Indian politician (born 1968)

Amitabh Thakur (born 16 June 1968) is an ex-Indian Police Service (IPS) officer and a political activist. He was forced to undergo compulsory retirement in March 2021. During service, Amitabh was known for his strict adherence to rules and regulations as well as for his work in the field of administrative accountability.

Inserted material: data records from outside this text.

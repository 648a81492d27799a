//! Differentiable operations and autograd utilities.
//!
//! # Backpropagation Primitives
//!
//! Provides the core operations of the crate with built-in autograd support,
//! centered on the multiclass hinge (structured SVM) loss.
//!
//! **Key Features:**
//! - **Hinge Loss:** Vectorized structured SVM loss with gradient generator.
//! - **Matrix Multiplication:** m×k · k×n implementation with gradient closures.
//! - **Elementwise Activation (ReLU):** Zero-out negatives and propagate gradients accordingly.
//! - **Optimizer (SGD):** In-place parameter update with gradient reset.
//!
//! ## Autograd Pattern
//!
//! Each operation follows a simple pattern:
//! 1. **Inputs** are references to `WithGrad<Ten64>` for tensor ops.
//! 2. **Forward Pass** computes an output value.
//! 3. **Backward Pass** returns a closure capturing minimal cloned data to compute gradients.
//! 4. **Gradient Application** uses these results to update `WithGrad` wrappers.
//!
//! ## Usage Guidelines
//!
//! - Operations **panic** on shape mismatches and out-of-range labels; a
//!   malformed input can never produce a silently wrong-shaped result.
//! - The backward closures implement `Fn`, allowing multiple invocations if needed.
//! - Each call is pure and self-contained: no state survives between
//!   invocations, so independent calls may run concurrently as long as the
//!   caller does not mutate the inputs underneath them.

use crate::tensors::{Ten64, Tensor, WithGrad};

/// Performs matrix multiplication of two 2D tensors: `a` (m×k) · `b` (k×n).
///
/// # Returns
/// - `out`: Product tensor (m×n).
/// - `back`: Closure that given `dL/d(out)` returns `(dL/d(a), dL/d(b))`.
///
/// # Panics
/// Panics if internal dimensions do not match (`a.shape[1] != b.shape[0]`).
///
/// # Performance
/// Uses Rayon for outer parallelism in both the forward and backward pass.
///
/// # Example
/// ```rust
/// use margin_ai::backprop::matmul;
/// use margin_ai::{tensor, tensors::WithGrad};
///
/// let a = WithGrad::new(tensor!([[1.0, 2.0], [3.0, 4.0]]));
/// let b = WithGrad::new(tensor!([[5.0, 6.0], [7.0, 8.0]]));
/// let (out, back) = matmul(&a, &b);
/// assert_eq!(out.data, vec![19.0, 22.0, 43.0, 50.0]);
///
/// let (da, db) = back(&tensor!([[1.0, 0.0], [0.0, 0.0]]));
/// assert_eq!(da.data, vec![5.0, 7.0, 0.0, 0.0]);
/// assert_eq!(db.data, vec![1.0, 0.0, 2.0, 0.0]);
/// ```
pub fn matmul(
    a: &WithGrad<Ten64>,
    b: &WithGrad<Ten64>,
) -> (Ten64, impl Fn(&Ten64) -> (Ten64, Ten64)) {
    assert_eq!(a.value.shape.len(), 2, "matmul expects 2D tensors");
    assert_eq!(b.value.shape.len(), 2, "matmul expects 2D tensors");
    crate::ops::cpu::matmul(a, b)
}

/// Applies the ReLU activation (Rectified Linear Unit): `max(0, x)` elementwise.
///
/// # Returns
/// - `out`: Tensor with negatives zeroed.
/// - `back`: Closure mapping `dL/d(out)` to `dL/d(input)` by passing gradients
///   only where the input is strictly positive.
///
/// # Example
/// ```rust
/// use margin_ai::backprop::relu;
/// use margin_ai::{tensor, tensors::WithGrad};
///
/// let input = WithGrad::new(tensor!([[-1.0, 2.0]]));
/// let (out, back) = relu(&input);
/// assert_eq!(out.data, vec![0.0, 2.0]);
///
/// let grad_in = back(&tensor!([[1.0, 1.0]]));
/// assert_eq!(grad_in.data, vec![0.0, 1.0]);
/// ```
pub fn relu(input: &WithGrad<Ten64>) -> (Ten64, impl Fn(&Ten64) -> Ten64) {
    crate::ops::cpu::relu(input)
}

/// Computes the multiclass hinge (structured SVM) loss and its gradient with
/// respect to the weight matrix.
///
/// For weights `w` of shape `(d, c)`, a minibatch `x` of shape `(n, d)`,
/// labels `y` of length `n` with values in `[0, c)`, and regularization
/// strength `reg`, each row contributes `max(score_j − score_correct + 1, 0)`
/// for every incorrect class `j`; contributions are averaged over the batch
/// and `reg · ΣW²` is added. The gradient returned by the backward closure is
/// batch-averaged the same way, plus `2·reg·W`.
///
/// # Returns
/// - Scalar loss value
/// - Closure that maps `dL/dloss` into a gradient tensor shaped like `w`
///
/// # Panics
/// - If `x`'s feature dimension does not match `w`'s row count.
/// - If `y`'s length does not match `x`'s row count.
/// - If any label is out of range for `w`'s column count.
///
/// Negative `reg` is not validated; it is a caller configuration error.
///
/// # Performance
/// The forward pass is parallelized over batch rows, the backward pass over
/// weight rows, using Rayon.
///
/// # Example
/// ```rust
/// use margin_ai::backprop::hinge_loss;
/// use margin_ai::{tensor, tensors::{Tensor, WithGrad}};
///
/// // all-zero weights: every incorrect class sits exactly on margin 1
/// let w = WithGrad::new(Tensor::zeros(vec![2, 3]));
/// let x = tensor!([[1.0, 2.0]]);
/// let y = Tensor::new(vec![1], vec![0usize]);
///
/// let (loss, back) = hinge_loss(&w, &x, &y, 0.0);
/// assert_eq!(loss, 2.0);
///
/// let dw = back(1.0);
/// assert_eq!(dw.data, vec![-2.0, 1.0, 1.0, -4.0, 2.0, 2.0]);
/// ```
pub fn hinge_loss(
    w: &WithGrad<Ten64>,
    x: &Ten64,
    y: &Tensor<usize>,
    reg: f64,
) -> (f64, impl Fn(f64) -> Ten64 + use<>) {
    assert_eq!(w.value.shape.len(), 2, "hinge_loss expects 2D weights");
    assert_eq!(x.shape.len(), 2, "hinge_loss expects a 2D minibatch");
    assert_eq!(
        x.shape[1], w.value.shape[0],
        "hinge_loss feature dimension mismatch"
    );
    assert_eq!(
        y.shape,
        vec![x.shape[0]],
        "hinge_loss label count mismatch"
    );
    let c = w.value.shape[1];
    assert!(
        y.data.iter().all(|&label| label < c),
        "hinge_loss label out of range"
    );
    crate::ops::cpu::hinge_loss(w, x, y, reg)
}

/// Performs an in-place Stochastic Gradient Descent (SGD) update.
///
/// Applies: `param = param - learning_rate * gradient` and then zeros the
/// gradient.
///
/// # Example
/// ```rust
/// use margin_ai::backprop::sgd;
/// use margin_ai::{tensor, tensors::WithGrad};
///
/// let mut w = WithGrad::new(tensor!([1.0, 2.0]));
/// w.grad = tensor!([0.1, 0.2]);
/// sgd(&mut w, 0.5);
/// assert_eq!(w.value.data, vec![0.95, 1.9]);
/// assert_eq!(w.grad.data, vec![0.0, 0.0]);
/// ```
pub fn sgd(w: &mut WithGrad<Ten64>, lr: f64) {
    crate::ops::cpu::sgd(w, lr)
}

Since retirement, Amitabh works as a social and political activist. He is currently the President of Azad Adhikar Sena. Azad Adhikar Sena was initiated by him, his wife Dr Nutan Thakur, and others.

== Early life ==

Amitabh Thakur was born on 16 June 1968 at Muzaffarpur, Bihar to Tapeshwar Narain Thakur, an Electrical Engineer and Madhuri Bala, a lecturer in Hindi. He was brought up in Bokaro Steel City in present-day Jharkhand (then a part of Bihar), where he got his Matriculation and Intermediate degree from Kendriya Vidyalaya No. 1, Bokaro Steel City, in 1983 and 1985 respectively. He enrolled in IIT Kanpur in 1985, where he obtained his BTech degree in mechanical engineering in 1989.

== Police career ==

Amitabh was commissioned in the Indian Police Service in 1992. His initial field training commenced in Kanpur district, followed by his posting in Gorakhpur; during his stint at the latter, he frequently came at loggerheads with Yogi Adityanath, who eventually became the Chief Minister of Uttar Pradesh. He worked as the Superintendent of Police (SP) in around 10 districts of UP, including Pithoragarh, Lalitpur, Deoria, Gonda, Basti, Sant Kabir Nagar, Firozabad, Ballia and Maharajganj. He also worked in multiple departments including Intelligence, Vigilance, Anti-Corruption and Police Training Academy.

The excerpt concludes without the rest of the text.